● TASK: In the entries below, find the line containing "schematic/symbol file format." and the line containing "the content of". Copy those two lines and everything between them exactly, and only that.

=====

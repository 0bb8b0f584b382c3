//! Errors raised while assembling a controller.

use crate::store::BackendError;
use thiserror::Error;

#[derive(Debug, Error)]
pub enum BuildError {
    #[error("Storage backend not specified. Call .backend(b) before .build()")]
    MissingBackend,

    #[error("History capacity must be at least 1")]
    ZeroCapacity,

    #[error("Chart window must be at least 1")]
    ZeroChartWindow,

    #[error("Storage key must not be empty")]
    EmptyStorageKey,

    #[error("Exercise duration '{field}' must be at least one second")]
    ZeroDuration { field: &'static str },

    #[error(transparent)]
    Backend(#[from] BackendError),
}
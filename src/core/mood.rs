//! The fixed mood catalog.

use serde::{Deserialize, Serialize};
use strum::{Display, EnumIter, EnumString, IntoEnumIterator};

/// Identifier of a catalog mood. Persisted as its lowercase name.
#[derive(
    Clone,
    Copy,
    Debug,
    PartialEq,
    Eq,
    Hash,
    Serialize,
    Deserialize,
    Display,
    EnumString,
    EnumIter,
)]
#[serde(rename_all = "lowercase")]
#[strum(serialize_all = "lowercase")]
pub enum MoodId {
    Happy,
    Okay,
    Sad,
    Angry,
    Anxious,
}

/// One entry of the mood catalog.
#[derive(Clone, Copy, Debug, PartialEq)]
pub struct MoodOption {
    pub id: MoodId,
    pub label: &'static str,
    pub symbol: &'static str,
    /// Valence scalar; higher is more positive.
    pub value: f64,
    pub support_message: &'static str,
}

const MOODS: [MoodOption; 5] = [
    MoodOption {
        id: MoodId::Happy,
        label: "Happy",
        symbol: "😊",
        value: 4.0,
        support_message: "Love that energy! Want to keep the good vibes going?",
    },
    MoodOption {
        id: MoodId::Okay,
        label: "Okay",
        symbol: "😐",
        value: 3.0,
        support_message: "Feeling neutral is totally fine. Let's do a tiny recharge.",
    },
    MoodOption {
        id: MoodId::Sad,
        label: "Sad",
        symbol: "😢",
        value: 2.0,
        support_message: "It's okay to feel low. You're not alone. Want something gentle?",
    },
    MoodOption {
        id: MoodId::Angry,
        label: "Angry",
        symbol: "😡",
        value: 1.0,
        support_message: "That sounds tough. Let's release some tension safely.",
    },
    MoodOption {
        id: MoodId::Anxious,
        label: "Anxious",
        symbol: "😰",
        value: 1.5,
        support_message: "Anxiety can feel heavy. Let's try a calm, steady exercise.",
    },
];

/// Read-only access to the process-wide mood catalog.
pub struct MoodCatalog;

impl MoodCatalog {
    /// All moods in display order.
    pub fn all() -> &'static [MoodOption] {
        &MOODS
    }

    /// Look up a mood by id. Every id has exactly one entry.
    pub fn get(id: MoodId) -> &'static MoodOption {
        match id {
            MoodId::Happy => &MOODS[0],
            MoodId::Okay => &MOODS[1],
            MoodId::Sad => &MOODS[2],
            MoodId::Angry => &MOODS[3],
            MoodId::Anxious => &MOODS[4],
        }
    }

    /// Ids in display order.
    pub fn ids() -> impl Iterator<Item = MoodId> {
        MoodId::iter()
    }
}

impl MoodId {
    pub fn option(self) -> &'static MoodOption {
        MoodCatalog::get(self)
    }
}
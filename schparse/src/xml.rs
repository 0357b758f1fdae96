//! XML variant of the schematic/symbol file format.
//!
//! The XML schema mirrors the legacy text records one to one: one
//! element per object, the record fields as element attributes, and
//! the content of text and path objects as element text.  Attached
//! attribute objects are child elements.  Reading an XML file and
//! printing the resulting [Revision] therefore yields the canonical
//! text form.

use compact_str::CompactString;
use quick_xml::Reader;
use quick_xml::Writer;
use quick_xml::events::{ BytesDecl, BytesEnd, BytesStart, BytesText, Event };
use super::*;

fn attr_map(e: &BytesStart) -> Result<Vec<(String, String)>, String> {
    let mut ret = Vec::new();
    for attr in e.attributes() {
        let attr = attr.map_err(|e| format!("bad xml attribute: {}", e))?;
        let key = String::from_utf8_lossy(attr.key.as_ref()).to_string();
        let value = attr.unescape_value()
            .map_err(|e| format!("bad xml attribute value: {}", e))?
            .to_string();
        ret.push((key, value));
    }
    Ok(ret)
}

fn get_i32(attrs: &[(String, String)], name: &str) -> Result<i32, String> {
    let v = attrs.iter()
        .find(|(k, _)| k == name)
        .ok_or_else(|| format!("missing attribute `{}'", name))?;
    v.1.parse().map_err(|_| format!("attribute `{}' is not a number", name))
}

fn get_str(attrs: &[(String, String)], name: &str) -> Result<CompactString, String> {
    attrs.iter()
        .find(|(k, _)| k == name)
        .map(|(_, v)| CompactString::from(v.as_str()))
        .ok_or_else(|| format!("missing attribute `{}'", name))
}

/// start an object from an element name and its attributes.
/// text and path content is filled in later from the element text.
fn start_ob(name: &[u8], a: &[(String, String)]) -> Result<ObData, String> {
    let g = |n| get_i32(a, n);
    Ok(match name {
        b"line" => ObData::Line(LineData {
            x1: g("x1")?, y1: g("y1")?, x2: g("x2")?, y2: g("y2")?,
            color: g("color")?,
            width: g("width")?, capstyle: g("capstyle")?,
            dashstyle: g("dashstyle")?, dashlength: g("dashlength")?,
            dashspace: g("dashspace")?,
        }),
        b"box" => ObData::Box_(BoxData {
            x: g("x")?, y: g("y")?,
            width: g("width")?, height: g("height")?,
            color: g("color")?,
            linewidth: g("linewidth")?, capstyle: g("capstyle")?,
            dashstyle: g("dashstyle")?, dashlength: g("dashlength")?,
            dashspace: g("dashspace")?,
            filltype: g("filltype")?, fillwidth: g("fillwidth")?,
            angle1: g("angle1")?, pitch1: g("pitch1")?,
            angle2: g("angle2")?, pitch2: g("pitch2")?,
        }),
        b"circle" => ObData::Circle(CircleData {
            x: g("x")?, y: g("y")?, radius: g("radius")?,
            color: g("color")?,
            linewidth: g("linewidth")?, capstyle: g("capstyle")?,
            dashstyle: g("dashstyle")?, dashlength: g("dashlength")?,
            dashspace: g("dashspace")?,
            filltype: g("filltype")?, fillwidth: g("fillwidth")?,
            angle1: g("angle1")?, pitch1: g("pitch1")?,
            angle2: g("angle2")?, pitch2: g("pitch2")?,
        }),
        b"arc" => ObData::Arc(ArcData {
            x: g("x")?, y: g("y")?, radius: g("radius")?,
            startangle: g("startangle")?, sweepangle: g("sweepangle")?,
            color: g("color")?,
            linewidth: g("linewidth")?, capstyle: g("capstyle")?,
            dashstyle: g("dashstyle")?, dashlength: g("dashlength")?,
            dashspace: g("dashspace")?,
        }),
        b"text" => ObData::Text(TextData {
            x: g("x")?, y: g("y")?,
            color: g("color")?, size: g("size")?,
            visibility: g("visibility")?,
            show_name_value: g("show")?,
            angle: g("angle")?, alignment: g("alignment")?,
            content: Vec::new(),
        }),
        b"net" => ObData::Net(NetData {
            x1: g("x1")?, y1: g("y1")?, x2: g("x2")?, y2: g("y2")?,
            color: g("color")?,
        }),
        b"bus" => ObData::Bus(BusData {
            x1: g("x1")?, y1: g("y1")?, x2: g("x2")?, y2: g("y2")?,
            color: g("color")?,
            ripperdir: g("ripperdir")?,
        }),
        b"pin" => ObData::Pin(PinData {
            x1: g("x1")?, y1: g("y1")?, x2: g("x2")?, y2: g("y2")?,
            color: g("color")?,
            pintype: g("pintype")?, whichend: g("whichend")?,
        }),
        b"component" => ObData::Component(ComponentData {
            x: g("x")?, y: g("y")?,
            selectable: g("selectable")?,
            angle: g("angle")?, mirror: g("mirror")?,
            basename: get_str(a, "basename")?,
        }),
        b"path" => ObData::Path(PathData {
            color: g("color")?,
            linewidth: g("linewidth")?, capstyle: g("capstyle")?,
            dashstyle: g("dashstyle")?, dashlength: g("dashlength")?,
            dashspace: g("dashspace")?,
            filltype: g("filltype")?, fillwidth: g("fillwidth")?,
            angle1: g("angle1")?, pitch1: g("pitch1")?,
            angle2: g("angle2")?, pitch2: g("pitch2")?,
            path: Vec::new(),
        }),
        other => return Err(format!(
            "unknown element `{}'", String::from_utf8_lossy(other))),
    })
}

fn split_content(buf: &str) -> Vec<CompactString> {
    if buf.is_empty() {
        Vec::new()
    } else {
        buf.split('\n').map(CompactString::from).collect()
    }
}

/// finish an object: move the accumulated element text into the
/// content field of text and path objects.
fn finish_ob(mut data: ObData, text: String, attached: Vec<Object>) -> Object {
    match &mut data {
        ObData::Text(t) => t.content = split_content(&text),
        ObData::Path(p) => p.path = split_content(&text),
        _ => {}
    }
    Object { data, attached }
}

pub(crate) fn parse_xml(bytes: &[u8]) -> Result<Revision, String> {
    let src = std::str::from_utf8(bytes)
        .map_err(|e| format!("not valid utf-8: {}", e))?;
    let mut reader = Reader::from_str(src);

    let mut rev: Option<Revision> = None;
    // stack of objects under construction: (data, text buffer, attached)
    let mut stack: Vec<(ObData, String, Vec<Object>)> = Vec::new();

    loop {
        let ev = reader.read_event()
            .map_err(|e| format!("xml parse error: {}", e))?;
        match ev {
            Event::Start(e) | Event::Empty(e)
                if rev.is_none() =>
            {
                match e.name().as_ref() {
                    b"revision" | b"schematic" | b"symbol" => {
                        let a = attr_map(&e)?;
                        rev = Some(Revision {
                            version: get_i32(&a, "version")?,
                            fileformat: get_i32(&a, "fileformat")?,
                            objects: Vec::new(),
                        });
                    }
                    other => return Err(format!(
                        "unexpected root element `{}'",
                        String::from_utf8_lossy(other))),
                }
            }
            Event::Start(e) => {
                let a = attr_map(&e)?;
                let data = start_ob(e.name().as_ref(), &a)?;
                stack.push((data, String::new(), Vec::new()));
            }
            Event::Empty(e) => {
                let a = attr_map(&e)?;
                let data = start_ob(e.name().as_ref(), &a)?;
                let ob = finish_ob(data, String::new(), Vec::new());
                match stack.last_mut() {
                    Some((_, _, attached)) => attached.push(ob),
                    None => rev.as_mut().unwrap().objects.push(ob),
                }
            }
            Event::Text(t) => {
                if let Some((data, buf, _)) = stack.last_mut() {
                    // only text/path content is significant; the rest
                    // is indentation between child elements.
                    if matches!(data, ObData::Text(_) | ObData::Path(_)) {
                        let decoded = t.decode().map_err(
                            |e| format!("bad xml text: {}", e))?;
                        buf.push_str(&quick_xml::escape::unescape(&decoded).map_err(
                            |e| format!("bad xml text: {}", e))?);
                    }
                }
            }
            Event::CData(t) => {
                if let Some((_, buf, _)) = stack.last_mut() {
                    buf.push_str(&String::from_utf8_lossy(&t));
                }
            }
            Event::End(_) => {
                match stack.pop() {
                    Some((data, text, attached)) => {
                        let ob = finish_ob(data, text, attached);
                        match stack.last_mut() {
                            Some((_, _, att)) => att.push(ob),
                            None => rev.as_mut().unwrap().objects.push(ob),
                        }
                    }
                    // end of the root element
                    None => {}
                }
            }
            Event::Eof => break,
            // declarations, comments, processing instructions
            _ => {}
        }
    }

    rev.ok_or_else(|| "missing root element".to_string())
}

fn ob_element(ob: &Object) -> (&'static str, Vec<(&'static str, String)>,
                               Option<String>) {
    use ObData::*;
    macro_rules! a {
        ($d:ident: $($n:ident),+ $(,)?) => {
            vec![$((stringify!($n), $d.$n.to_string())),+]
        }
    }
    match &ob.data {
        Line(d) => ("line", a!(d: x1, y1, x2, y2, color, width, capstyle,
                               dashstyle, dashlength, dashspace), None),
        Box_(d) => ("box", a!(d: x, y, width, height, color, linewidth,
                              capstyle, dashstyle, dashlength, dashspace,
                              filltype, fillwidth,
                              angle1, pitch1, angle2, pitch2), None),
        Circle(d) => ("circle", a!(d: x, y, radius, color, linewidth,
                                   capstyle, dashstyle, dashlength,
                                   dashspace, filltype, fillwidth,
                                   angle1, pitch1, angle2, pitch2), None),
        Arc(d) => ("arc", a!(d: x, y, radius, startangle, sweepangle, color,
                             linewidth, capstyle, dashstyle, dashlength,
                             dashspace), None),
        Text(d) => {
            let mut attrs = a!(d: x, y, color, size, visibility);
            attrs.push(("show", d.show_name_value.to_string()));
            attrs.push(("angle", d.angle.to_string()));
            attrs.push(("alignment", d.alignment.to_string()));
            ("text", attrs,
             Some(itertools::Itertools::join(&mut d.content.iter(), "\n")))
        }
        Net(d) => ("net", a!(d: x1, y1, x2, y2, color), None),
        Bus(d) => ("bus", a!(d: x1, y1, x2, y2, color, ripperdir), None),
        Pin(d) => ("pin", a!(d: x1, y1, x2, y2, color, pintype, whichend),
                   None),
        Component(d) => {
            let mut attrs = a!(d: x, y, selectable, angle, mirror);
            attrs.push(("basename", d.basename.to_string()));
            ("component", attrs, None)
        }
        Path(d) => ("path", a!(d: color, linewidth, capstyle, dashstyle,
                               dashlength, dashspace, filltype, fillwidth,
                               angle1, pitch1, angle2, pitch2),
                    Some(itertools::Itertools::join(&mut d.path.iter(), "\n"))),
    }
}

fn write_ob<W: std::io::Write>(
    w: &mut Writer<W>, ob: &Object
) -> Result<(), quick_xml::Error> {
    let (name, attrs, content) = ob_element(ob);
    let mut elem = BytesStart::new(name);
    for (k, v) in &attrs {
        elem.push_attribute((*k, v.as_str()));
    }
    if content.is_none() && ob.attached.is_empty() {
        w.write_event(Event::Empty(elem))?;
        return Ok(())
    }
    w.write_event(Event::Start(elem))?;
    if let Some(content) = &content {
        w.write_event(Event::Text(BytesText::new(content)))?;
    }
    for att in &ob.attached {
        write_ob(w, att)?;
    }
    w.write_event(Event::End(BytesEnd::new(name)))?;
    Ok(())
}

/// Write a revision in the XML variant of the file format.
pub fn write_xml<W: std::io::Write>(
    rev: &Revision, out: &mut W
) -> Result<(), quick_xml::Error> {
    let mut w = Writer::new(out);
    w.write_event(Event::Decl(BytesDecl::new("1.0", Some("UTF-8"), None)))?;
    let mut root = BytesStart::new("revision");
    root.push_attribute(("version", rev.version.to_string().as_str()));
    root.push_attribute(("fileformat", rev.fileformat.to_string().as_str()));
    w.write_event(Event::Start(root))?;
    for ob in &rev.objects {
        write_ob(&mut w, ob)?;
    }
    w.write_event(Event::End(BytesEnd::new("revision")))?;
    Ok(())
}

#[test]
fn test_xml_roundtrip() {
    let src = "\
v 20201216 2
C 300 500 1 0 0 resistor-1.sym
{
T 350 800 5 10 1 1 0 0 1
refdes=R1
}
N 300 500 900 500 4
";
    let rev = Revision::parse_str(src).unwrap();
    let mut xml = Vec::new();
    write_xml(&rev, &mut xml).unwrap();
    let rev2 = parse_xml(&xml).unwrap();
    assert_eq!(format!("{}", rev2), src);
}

=====

● COMPLETED EXERCISE:
//! XML variant of the schematic/symbol file format.
//!
//! The XML schema mirrors the legacy text records one to one: one
//! element per object, the record fields as element attributes, and
//! the content of text and path objects as element text.  Attached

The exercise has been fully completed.